Aim of the exercise:
Only the lines from the start of the entries through the line with "a single feed" are wanted; please output them exactly.

Records:
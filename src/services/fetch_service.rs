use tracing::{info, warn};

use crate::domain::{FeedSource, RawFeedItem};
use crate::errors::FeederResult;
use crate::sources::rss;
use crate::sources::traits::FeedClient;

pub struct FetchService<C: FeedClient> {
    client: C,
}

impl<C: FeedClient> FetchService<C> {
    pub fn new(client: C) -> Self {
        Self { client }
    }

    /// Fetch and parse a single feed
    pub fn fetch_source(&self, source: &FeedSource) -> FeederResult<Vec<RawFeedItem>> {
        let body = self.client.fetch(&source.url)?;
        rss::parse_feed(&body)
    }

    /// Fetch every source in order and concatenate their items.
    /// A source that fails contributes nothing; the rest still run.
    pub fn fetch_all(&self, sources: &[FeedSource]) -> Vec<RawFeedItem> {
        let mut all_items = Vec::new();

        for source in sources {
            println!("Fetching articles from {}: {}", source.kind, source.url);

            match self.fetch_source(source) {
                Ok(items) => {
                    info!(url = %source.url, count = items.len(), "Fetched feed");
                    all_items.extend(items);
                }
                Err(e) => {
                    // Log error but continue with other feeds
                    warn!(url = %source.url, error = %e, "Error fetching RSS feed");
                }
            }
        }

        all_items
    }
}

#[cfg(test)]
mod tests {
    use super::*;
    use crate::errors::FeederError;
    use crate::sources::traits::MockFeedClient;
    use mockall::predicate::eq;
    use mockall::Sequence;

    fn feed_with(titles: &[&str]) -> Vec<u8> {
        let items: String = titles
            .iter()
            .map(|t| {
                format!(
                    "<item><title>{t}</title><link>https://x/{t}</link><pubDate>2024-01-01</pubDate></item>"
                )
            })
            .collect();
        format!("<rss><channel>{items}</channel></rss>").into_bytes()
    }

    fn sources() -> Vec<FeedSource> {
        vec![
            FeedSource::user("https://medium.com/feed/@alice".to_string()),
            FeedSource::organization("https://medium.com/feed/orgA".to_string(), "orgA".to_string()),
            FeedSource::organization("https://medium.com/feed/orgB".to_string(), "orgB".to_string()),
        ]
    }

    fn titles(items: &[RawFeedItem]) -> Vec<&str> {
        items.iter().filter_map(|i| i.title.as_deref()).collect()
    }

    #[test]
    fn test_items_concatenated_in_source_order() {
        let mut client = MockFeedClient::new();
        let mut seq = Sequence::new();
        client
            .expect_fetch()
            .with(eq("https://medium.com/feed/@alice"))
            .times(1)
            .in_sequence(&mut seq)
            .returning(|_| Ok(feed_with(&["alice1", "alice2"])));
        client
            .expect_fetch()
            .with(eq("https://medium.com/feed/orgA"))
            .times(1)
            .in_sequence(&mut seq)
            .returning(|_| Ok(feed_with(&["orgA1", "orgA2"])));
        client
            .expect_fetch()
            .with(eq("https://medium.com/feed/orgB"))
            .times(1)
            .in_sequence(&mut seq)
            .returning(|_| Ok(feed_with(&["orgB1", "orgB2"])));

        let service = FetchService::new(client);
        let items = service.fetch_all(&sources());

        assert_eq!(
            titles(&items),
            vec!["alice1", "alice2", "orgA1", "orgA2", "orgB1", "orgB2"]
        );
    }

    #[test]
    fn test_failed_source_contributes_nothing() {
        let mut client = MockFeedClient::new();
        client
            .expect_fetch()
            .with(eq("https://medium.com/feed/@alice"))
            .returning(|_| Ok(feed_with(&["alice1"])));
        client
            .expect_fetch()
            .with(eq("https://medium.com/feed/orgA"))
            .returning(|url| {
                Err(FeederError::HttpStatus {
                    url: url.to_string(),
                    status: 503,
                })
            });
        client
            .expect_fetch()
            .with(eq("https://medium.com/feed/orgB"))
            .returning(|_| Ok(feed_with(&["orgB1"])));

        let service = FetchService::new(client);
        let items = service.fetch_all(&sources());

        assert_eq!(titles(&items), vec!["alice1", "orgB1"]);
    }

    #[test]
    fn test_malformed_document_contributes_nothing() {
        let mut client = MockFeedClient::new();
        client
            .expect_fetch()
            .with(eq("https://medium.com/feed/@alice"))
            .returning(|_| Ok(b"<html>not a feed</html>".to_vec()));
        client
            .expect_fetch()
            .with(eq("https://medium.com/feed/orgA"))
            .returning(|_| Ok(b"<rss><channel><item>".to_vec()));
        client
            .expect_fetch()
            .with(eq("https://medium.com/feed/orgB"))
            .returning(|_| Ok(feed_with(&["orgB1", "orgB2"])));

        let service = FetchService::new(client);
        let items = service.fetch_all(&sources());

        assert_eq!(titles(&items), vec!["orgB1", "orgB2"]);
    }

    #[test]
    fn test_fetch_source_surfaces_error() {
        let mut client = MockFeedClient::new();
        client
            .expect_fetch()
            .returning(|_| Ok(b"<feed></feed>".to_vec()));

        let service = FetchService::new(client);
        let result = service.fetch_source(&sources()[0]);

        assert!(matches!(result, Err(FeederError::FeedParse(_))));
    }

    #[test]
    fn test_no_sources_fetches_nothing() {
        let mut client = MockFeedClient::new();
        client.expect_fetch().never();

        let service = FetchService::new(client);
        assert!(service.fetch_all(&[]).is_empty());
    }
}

Result for this task:
filename src/services/fetch_service.rs
use tracing::{info, warn};

use crate::domain::{FeedSource, RawFeedItem};
use crate::errors::FeederResult;
use crate::sources::rss;
use crate::sources::traits::FeedClient;

pub struct FetchService<C: FeedClient> {
    client: C,
}

impl<C: FeedClient> FetchService<C> {
    pub fn new(client: C) -> Self {
        Self { client }
    }

    /// Fetch and parse a single feed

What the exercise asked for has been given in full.